A day before Yucatan’s ban on alcohol sales was about to end, legislators Thursday night extended the “ley seca” through May 15.
The move surprises almost no one since the governor has hinted broadly on social media that there is no real end-date to the dry law, meant to discourage tourists and stem domestic violence during the coronavirus crisis.
Lawmakers pushed through a ” special edition” of the Official State Gazette, Decree 213/2020, to modify the timeframe for the ban of all alcohol sales in Yucatan. It is likely to be extended again once the new deadline comes along, unless infection rates drop dramatically.
As many as 36 new infections have been reported daily, and no fewer than 22 in the last week. On Wednesday, 25 new coronavirus cases were announced.
This is a “health prevention measure in the face of the state of emergency declared by the affectation of the pandemic by Covid-19,” states the decree.
The dry law, originally set to end tonight at midnight, not only enraged social drinkers. Unintended consequences have come from cutting off clinical alcoholics from beer and liquor, only increasing tension and violence in some households, said Fabiola García Magaña, director of the Women’s Institute of Mérida, which helps shelter domestic violence victims.
It has also spurred break-ins where liquor is stored as well as clandestine alcohol sales where a 20-peso can of Tecate Lights sells for nine times that amount.
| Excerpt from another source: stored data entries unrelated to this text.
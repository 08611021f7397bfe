//! Schema bootstrap for the `users` and `anime` tables.
//!
//! # Invariants
//! - `ensure_schema` is idempotent: tables use `CREATE TABLE IF NOT EXISTS`.
//! - A store stamped with a newer `user_version` is rejected untouched.
//! - An unstamped store whose existing tables lack required columns is
//!   rejected untouched.

use crate::db::{DbError, DbResult};
use rusqlite::Connection;

const SCHEMA_SQL: &str = include_str!("schema.sql");

const REQUIRED_COLUMNS: &[(&str, &[&str])] = &[
    ("users", &["id", "username", "password_hash"]),
    ("anime", &["id", "title", "genre", "episodes"]),
];

/// Schema version written by this binary.
pub const SCHEMA_VERSION: u32 = 1;

/// Creates missing tables and stamps the schema version.
pub fn ensure_schema(conn: &mut Connection) -> DbResult<()> {
    let current_version = current_user_version(conn)?;
    if current_version > SCHEMA_VERSION {
        return Err(DbError::UnsupportedSchemaVersion {
            db_version: current_version,
            latest_supported: SCHEMA_VERSION,
        });
    }

    if current_version == 0 {
        check_existing_tables(conn)?;
    }

    let tx = conn.transaction()?;
    tx.execute_batch(SCHEMA_SQL)?;
    if current_version < SCHEMA_VERSION {
        tx.execute_batch(&format!("PRAGMA user_version = {SCHEMA_VERSION};"))?;
    }
    tx.commit()?;

    Ok(())
}

/// Reads `PRAGMA user_version` from the connection.
pub fn current_user_version(conn: &Connection) -> DbResult<u32> {
    let version = conn.query_row("PRAGMA user_version;", [], |row| row.get::<_, u32>(0))?;
    Ok(version)
}

/// Rejects pre-existing tables that `CREATE TABLE IF NOT EXISTS` would keep
/// with the wrong shape.
fn check_existing_tables(conn: &Connection) -> DbResult<()> {
    let mut stmt = conn.prepare("SELECT name FROM pragma_table_info(?1);")?;

    for &(table, required) in REQUIRED_COLUMNS {
        let columns = stmt
            .query_map([table], |row| row.get::<_, String>(0))?
            .collect::<rusqlite::Result<Vec<_>>>()?;
        if columns.is_empty() {
            continue;
        }

        if let Some(&missing) = required
            .iter()
            .find(|&&column| !columns.iter().any(|name| name == column))
        {
            return Err(DbError::IncompatibleSchema {
                table,
                missing_column: missing,
            });
        }
    }

    Ok(())
}
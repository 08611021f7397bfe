//! File logging bootstrap for the anime library.
//!
//! # Responsibility
//! - Start a size-rotated file logger exactly once per process.
//! - Keep log output off stdout so it never mixes with the menu protocol.
//!
//! # Invariants
//! - Re-initialization with the same level and directory is a no-op.
//! - Re-initialization with a different level or directory is rejected.
//! - Log events carry metadata only: no usernames, passwords or hashes.

use flexi_logger::{Cleanup, Criterion, FileSpec, Logger, LoggerHandle, Naming, WriteMode};
use log::{error, info};
use once_cell::sync::OnceCell;
use std::error::Error;
use std::fmt::{Display, Formatter};
use std::path::{Path, PathBuf};

const LOG_FILE_BASENAME: &str = "animelib";
const MAX_LOG_FILE_SIZE_BYTES: u64 = 10 * 1024 * 1024;
const MAX_LOG_FILES: usize = 5;
const MAX_PANIC_PAYLOAD_CHARS: usize = 160;

static LOGGING_STATE: OnceCell<LoggingState> = OnceCell::new();
static PANIC_HOOK_INSTALLED: OnceCell<()> = OnceCell::new();

struct LoggingState {
    level: &'static str,
    log_dir: PathBuf,
    _logger: LoggerHandle,
}

#[derive(Debug, Clone, PartialEq, Eq)]
pub enum LoggingError {
    UnsupportedLevel(String),
    EmptyDirectory,
    CreateDirectory { dir: PathBuf, message: String },
    Backend(String),
    AlreadyInitialized { active: String, requested: String },
}

impl Display for LoggingError {
    fn fmt(&self, f: &mut Formatter<'_>) -> std::fmt::Result {
        match self {
            Self::UnsupportedLevel(level) => write!(
                f,
                "unsupported log level `{level}`; expected trace|debug|info|warn|error"
            ),
            Self::EmptyDirectory => write!(f, "log directory cannot be empty"),
            Self::CreateDirectory { dir, message } => write!(
                f,
                "failed to create log directory `{}`: {message}",
                dir.display()
            ),
            Self::Backend(message) => write!(f, "failed to start logger: {message}"),
            Self::AlreadyInitialized { active, requested } => write!(
                f,
                "logging already initialized with `{active}`; refusing to switch to `{requested}`"
            ),
        }
    }
}

impl Error for LoggingError {}

/// Initializes file logging at `level` under `log_dir`.
///
/// # Errors
/// - `level` is not one of trace|debug|info|warn|error.
/// - `log_dir` is empty or cannot be created.
/// - Logging is already active with a different level or directory.
pub fn init_logging(level: &str, log_dir: &Path) -> Result<(), LoggingError> {
    let level = normalize_level(level)?;
    if log_dir.as_os_str().is_empty() {
        return Err(LoggingError::EmptyDirectory);
    }

    let state = LOGGING_STATE.get_or_try_init(|| start_logger(level, log_dir))?;

    if state.log_dir != log_dir {
        return Err(LoggingError::AlreadyInitialized {
            active: state.log_dir.display().to_string(),
            requested: log_dir.display().to_string(),
        });
    }
    if state.level != level {
        return Err(LoggingError::AlreadyInitialized {
            active: state.level.to_string(),
            requested: level.to_string(),
        });
    }

    Ok(())
}

/// Returns `(level, log_dir)` when logging is active.
pub fn logging_status() -> Option<(&'static str, PathBuf)> {
    LOGGING_STATE
        .get()
        .map(|state| (state.level, state.log_dir.clone()))
}

/// `debug` for debug builds, `info` for release builds.
pub fn default_log_level() -> &'static str {
    if cfg!(debug_assertions) {
        "debug"
    } else {
        "info"
    }
}

fn start_logger(level: &'static str, log_dir: &Path) -> Result<LoggingState, LoggingError> {
    std::fs::create_dir_all(log_dir).map_err(|err| LoggingError::CreateDirectory {
        dir: log_dir.to_path_buf(),
        message: err.to_string(),
    })?;

    let logger = Logger::try_with_str(level)
        .map_err(|err| LoggingError::Backend(err.to_string()))?
        .log_to_file(
            FileSpec::default()
                .directory(log_dir)
                .basename(LOG_FILE_BASENAME),
        )
        .rotate(
            Criterion::Size(MAX_LOG_FILE_SIZE_BYTES),
            Naming::Numbers,
            Cleanup::KeepLogFiles(MAX_LOG_FILES),
        )
        .write_mode(WriteMode::BufferAndFlush)
        .append()
        .format_for_files(flexi_logger::detailed_format)
        .start()
        .map_err(|err| LoggingError::Backend(err.to_string()))?;

    install_panic_hook_once();

    info!(
        "event=app_start module=core status=ok platform={} version={}",
        std::env::consts::OS,
        env!("CARGO_PKG_VERSION")
    );
    info!(
        "event=logging_init module=core status=ok level={} log_dir={}",
        level,
        log_dir.display()
    );

    Ok(LoggingState {
        level,
        log_dir: log_dir.to_path_buf(),
        _logger: logger,
    })
}

fn normalize_level(level: &str) -> Result<&'static str, LoggingError> {
    match level.trim().to_ascii_lowercase().as_str() {
        "trace" => Ok("trace"),
        "debug" => Ok("debug"),
        "info" => Ok("info"),
        "warn" | "warning" => Ok("warn"),
        "error" => Ok("error"),
        other => Err(LoggingError::UnsupportedLevel(other.to_string())),
    }
}

fn install_panic_hook_once() {
    if PANIC_HOOK_INSTALLED.set(()).is_err() {
        return;
    }

    let previous_hook = std::panic::take_hook();
    std::panic::set_hook(Box::new(move |panic_info| {
        // Payloads may echo user input; cap and flatten before logging.
        let location = panic_info
            .location()
            .map(|loc| format!("{}:{}", loc.file(), loc.line()))
            .unwrap_or_else(|| "unknown".to_string());
        let payload = if let Some(message) = panic_info.payload().downcast_ref::<&str>() {
            (*message).to_string()
        } else if let Some(message) = panic_info.payload().downcast_ref::<String>() {
            message.clone()
        } else {
            "non-string panic payload".to_string()
        };
        error!(
            "event=panic_captured module=core status=error location={} payload={}",
            location,
            sanitize_message(&payload, MAX_PANIC_PAYLOAD_CHARS)
        );
        previous_hook(panic_info);
    }));
}

fn sanitize_message(value: &str, max_chars: usize) -> String {
    let flattened = value.replace(['\n', '\r'], " ");
    let mut truncated = flattened.chars().take(max_chars).collect::<String>();
    if flattened.chars().count() > max_chars {
        truncated.push_str("...");
    }
    truncated
}
use animelib_core::{AccountRepository, RepoError, SqliteAccountRepository, Store};

#[test]
fn authenticate_succeeds_right_after_create_user() {
    let store = Store::open_in_memory().unwrap();
    let repo = SqliteAccountRepository::new(&store);

    repo.create_user("alice", "pw1").unwrap();

    assert!(repo.authenticate("alice", "pw1").unwrap());
    assert!(!repo.authenticate("alice", "wrong").unwrap());
}

#[test]
fn authenticate_unknown_user_is_false() {
    let store = Store::open_in_memory().unwrap();
    let repo = SqliteAccountRepository::new(&store);

    assert!(!repo.authenticate("nobody", "pw").unwrap());
}

#[test]
fn usernames_are_case_sensitive() {
    let store = Store::open_in_memory().unwrap();
    let repo = SqliteAccountRepository::new(&store);
    repo.create_user("alice", "pw1").unwrap();

    assert!(!repo.authenticate("Alice", "pw1").unwrap());
}

#[test]
fn password_is_stored_as_salted_hash_only() {
    let store = Store::open_in_memory().unwrap();
    let repo = SqliteAccountRepository::new(&store);
    repo.create_user("alice", "pw1").unwrap();
    repo.create_user("bob", "pw1").unwrap();

    let hashes = store
        .query(
            "SELECT password_hash FROM users ORDER BY id;",
            [],
            |row| row.get::<_, String>(0),
        )
        .unwrap();
    assert_eq!(hashes.len(), 2);
    assert!(hashes.iter().all(|hash| hash.starts_with("$argon2id$")));
    assert!(hashes.iter().all(|hash| !hash.contains("pw1")));
    assert_ne!(hashes[0], hashes[1]);
}

#[test]
fn duplicate_username_is_rejected() {
    let store = Store::open_in_memory().unwrap();
    let repo = SqliteAccountRepository::new(&store);
    repo.create_user("alice", "pw1").unwrap();

    let err = repo.create_user("alice", "pw2").unwrap_err();
    assert!(matches!(err, RepoError::DuplicateUsername(name) if name == "alice"));
    assert!(repo.authenticate("alice", "pw1").unwrap());
    assert!(!repo.authenticate("alice", "pw2").unwrap());
}

#[test]
fn empty_username_or_password_is_rejected() {
    let store = Store::open_in_memory().unwrap();
    let repo = SqliteAccountRepository::new(&store);

    assert!(matches!(
        repo.create_user("  ", "pw"),
        Err(RepoError::InvalidInput(_))
    ));
    assert!(matches!(
        repo.create_user("alice", ""),
        Err(RepoError::InvalidInput(_))
    ));
}

#[test]
fn create_user_returns_distinct_ids() {
    let store = Store::open_in_memory().unwrap();
    let repo = SqliteAccountRepository::new(&store);

    let first = repo.create_user("alice", "pw1").unwrap();
    let second = repo.create_user("bob", "pw2").unwrap();
    assert_ne!(first, second);
}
“Anyone who likes drinking will get it even if it is expensive,” commented one local man in response to the news story when it broke.
But municipal officials have also reported that overall, the dry law has quieted their communities.
Various mayors issued a joint statement declaring that 911 calls and traffic accidents have decreased significantly, in some case by half.
The mayors of towns that include Yaxcabá, Tixkoko and Ticul cited a State Center for Public Security Information report showing the violence against women has been reduced by an average of 42.6% and suicide attempts have decreased 53.5%.
“Indeed, the rate of violence has been lowered because there are no longer people who come home intoxicated. When there is no sale of alcoholic beverages, the person does not have access to them and, therefore, no longer comes to the house to create disorder. Wives do not like her husband to drink, especially when he shows antisocial attitudes, ” said Yaxcabá Mayor Samson Israel Palma Santos.
News spread quickly on social media and the expat community appeared aghast.
“Cinco de Mayo without booze,” lamented one.
“He lied to us when he said April 30th,” said another. “Maybe he is after the ‘bootlegger and those selling moonshine’ vote. The affluent will still have to go to bootleggers while the poor have to go to those selling dangerous moonshine.”